Knots and Effort





I had a magnificent time about a month ago at a workshop with the fabulous Carol Lynne-Moore on advanced Space Theory. The picture above is a shot of some of my notes from the workshop.

During her time in the Laban archives in London she made a very exciting discovery about Knots that you can read about in her book Harmonic Structure of Movement, Music, and Dance according to Rudolf Laban (purchase it here –

We explored this discovery in person in her workshop. Her theory is that the Knot sequences that Laban created, which seem to have no logical Choreutic harmonic rules to guide their ordering, actually draw their underlying harmonic structure from Eukinetics. Knots describe scales, orderings, and relationships between Effort configurations!

The underlying ideas for these Effort knots are – 1. You can’t go from one Basic Effort Action(BEA) to the complete opposite (example flick to press) without passing through a BEA that shares at least effort factor (example you can go press to punch to flick, but NOT press directly to flick). If you imagine the BEA’s on a cube this rule can be really easily envisioned – You can travel along an edge or face of the cube, but not through a diagonal. 2. Moods tend to linger, and even attempts to shake off a mood can eventually come back around to the original state.

Here is an example of, what Carol calls the Press Knot: Press to float to glide to press to slash to wring to press to dab to punch to press. If you trace this along the edges of a Cube it makes a trefoil knot.

I tried a monologue, just letting the text roll out of me, as I moved along this sequence of BEAs. It made for an impressively dynamic interpretation of the text. It effortlessly gave the text a variety of playable actions while still revolving around one emotional mood or tone. Very exciting!!!
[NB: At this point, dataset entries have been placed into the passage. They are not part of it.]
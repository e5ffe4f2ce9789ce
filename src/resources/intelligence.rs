//! Threat intelligence lookups (account level only)

use serde::{Deserialize, Serialize};
use serde_json::Value;
use tokio_util::sync::CancellationToken;

use crate::api::client::Client;
use crate::api::container::ResourceContainer;
use crate::api::error::{Error, Result};
use crate::api::query::{build_uri, Query, QueryParams};
use crate::api::response::null_default;
use crate::resources::require;

#[derive(Debug, Clone, Default, PartialEq, Serialize, Deserialize)]
pub struct ContentCategory {
    pub id: i64,
    #[serde(default)]
    pub super_category_id: Option<i64>,
    pub name: String,
}

#[derive(Debug, Clone, Default, PartialEq, Serialize, Deserialize)]
pub struct DomainDetails {
    pub domain: String,
    #[serde(default, deserialize_with = "null_default")]
    pub resolves_to_refs: Vec<Value>,
    #[serde(default)]
    pub popularity_rank: Option<i64>,
    #[serde(default)]
    pub application: Option<Value>,
    #[serde(default, deserialize_with = "null_default")]
    pub risk_types: Vec<ContentCategory>,
    #[serde(default, deserialize_with = "null_default")]
    pub content_categories: Vec<ContentCategory>,
    #[serde(default)]
    pub additional_information: Option<Value>,
}

#[derive(Debug, Clone, Default, PartialEq, Serialize, Deserialize)]
pub struct CategorizationHistory {
    #[serde(default, deserialize_with = "null_default")]
    pub categories: Vec<ContentCategory>,
    #[serde(default, deserialize_with = "null_default")]
    pub start: String,
    #[serde(default, deserialize_with = "null_default")]
    pub end: String,
}

#[derive(Debug, Clone, Default, PartialEq, Serialize, Deserialize)]
pub struct DomainHistory {
    pub domain: String,
    #[serde(default, deserialize_with = "null_default")]
    pub categorizations: Vec<CategorizationHistory>,
}

#[derive(Debug, Clone, Default, PartialEq, Serialize, Deserialize)]
pub struct WhoisRecord {
    pub domain: String,
    #[serde(default, deserialize_with = "null_default")]
    pub created_date: String,
    #[serde(default, deserialize_with = "null_default")]
    pub updated_date: String,
    #[serde(default, deserialize_with = "null_default")]
    pub registrant: String,
    #[serde(default, deserialize_with = "null_default")]
    pub registrant_org: String,
    #[serde(default, deserialize_with = "null_default")]
    pub registrant_country: String,
    #[serde(default, deserialize_with = "null_default")]
    pub registrant_email: String,
    #[serde(default, deserialize_with = "null_default")]
    pub registrar: String,
    #[serde(default, deserialize_with = "null_default")]
    pub nameservers: Vec<String>,
}

#[derive(Debug, Clone, Default, PartialEq, Serialize, Deserialize)]
pub struct AutonomousSystem {
    #[serde(default, deserialize_with = "null_default")]
    pub asn: i64,
    #[serde(default, deserialize_with = "null_default")]
    pub description: String,
    #[serde(default, deserialize_with = "null_default")]
    pub country: String,
    #[serde(default, deserialize_with = "null_default", rename = "type")]
    pub as_type: String,
    #[serde(default, deserialize_with = "null_default")]
    pub domain_count: i64,
}

#[derive(Debug, Clone, Default, PartialEq, Serialize, Deserialize)]
pub struct IpOverview {
    pub ip: String,
    #[serde(default)]
    pub belongs_to_ref: Option<AutonomousSystem>,
    #[serde(default, deserialize_with = "null_default")]
    pub risk_types: Vec<ContentCategory>,
}

/// Address to look up; the family picks the query key
#[derive(Debug, Clone, PartialEq, Eq)]
pub enum IpLookup {
    V4(String),
    V6(String),
}

impl QueryParams for IpLookup {
    fn append_query(&self, query: &mut Query) {
        match self {
            IpLookup::V4(ip) => query.str("ipv4", ip),
            IpLookup::V6(ip) => query.str("ipv6", ip),
        };
    }
}

struct DomainQuery<'a> {
    domains: &'a [&'a str],
}

impl QueryParams for DomainQuery<'_> {
    fn append_query(&self, query: &mut Query) {
        query.list("domain", self.domains.iter().filter(|d| !d.is_empty()));
    }
}

fn intel_path(rc: &ResourceContainer, endpoint: &str) -> Result<String> {
    rc.require_account()?;
    Ok(format!("{}/intel/{}", rc.path(), endpoint))
}

impl Client {
    pub async fn domain_details(
        &self,
        ctx: &CancellationToken,
        rc: &ResourceContainer,
        domain: &str,
    ) -> Result<DomainDetails> {
        let path = intel_path(rc, "domain")?;
        require(domain, Error::MissingDomain)?;
        let uri = build_uri(&path, &DomainQuery { domains: &[domain] });
        self.get(ctx, uri).await
    }

    /// Look up several domains at once (`domain` repeated in the query).
    pub async fn domain_details_bulk(
        &self,
        ctx: &CancellationToken,
        rc: &ResourceContainer,
        domains: &[&str],
    ) -> Result<Vec<DomainDetails>> {
        let path = intel_path(rc, "domain/bulk")?;
        if domains.iter().all(|d| d.is_empty()) {
            return Err(Error::MissingDomain);
        }
        let uri = build_uri(&path, &DomainQuery { domains });
        self.get(ctx, uri).await
    }

    pub async fn domain_history(
        &self,
        ctx: &CancellationToken,
        rc: &ResourceContainer,
        domain: &str,
    ) -> Result<Vec<DomainHistory>> {
        let path = intel_path(rc, "domain-history")?;
        require(domain, Error::MissingDomain)?;
        let uri = build_uri(&path, &DomainQuery { domains: &[domain] });
        self.get(ctx, uri).await
    }

    pub async fn whois(
        &self,
        ctx: &CancellationToken,
        rc: &ResourceContainer,
        domain: &str,
    ) -> Result<WhoisRecord> {
        let path = intel_path(rc, "whois")?;
        require(domain, Error::MissingDomain)?;
        let uri = build_uri(&path, &DomainQuery { domains: &[domain] });
        self.get(ctx, uri).await
    }

    pub async fn ip_overview(
        &self,
        ctx: &CancellationToken,
        rc: &ResourceContainer,
        ip: &IpLookup,
    ) -> Result<Vec<IpOverview>> {
        let path = intel_path(rc, "ip")?;
        self.get(ctx, build_uri(&path, ip)).await
    }
}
Its a decent amount of theory which I only lightly touched on here, BUT I think my Grad students can handle it. I’m planning to turn this in to an acting activity for class. Pick one BEA as the main mood for your monologue. Create a trefoil effort knot using the Cube as a model. Run your monologue using the knot. See what you discover about the monologue, the character, and yourself. This could soon become an article for publication somewhere or a conference presentation. We’ll see how the students take to it.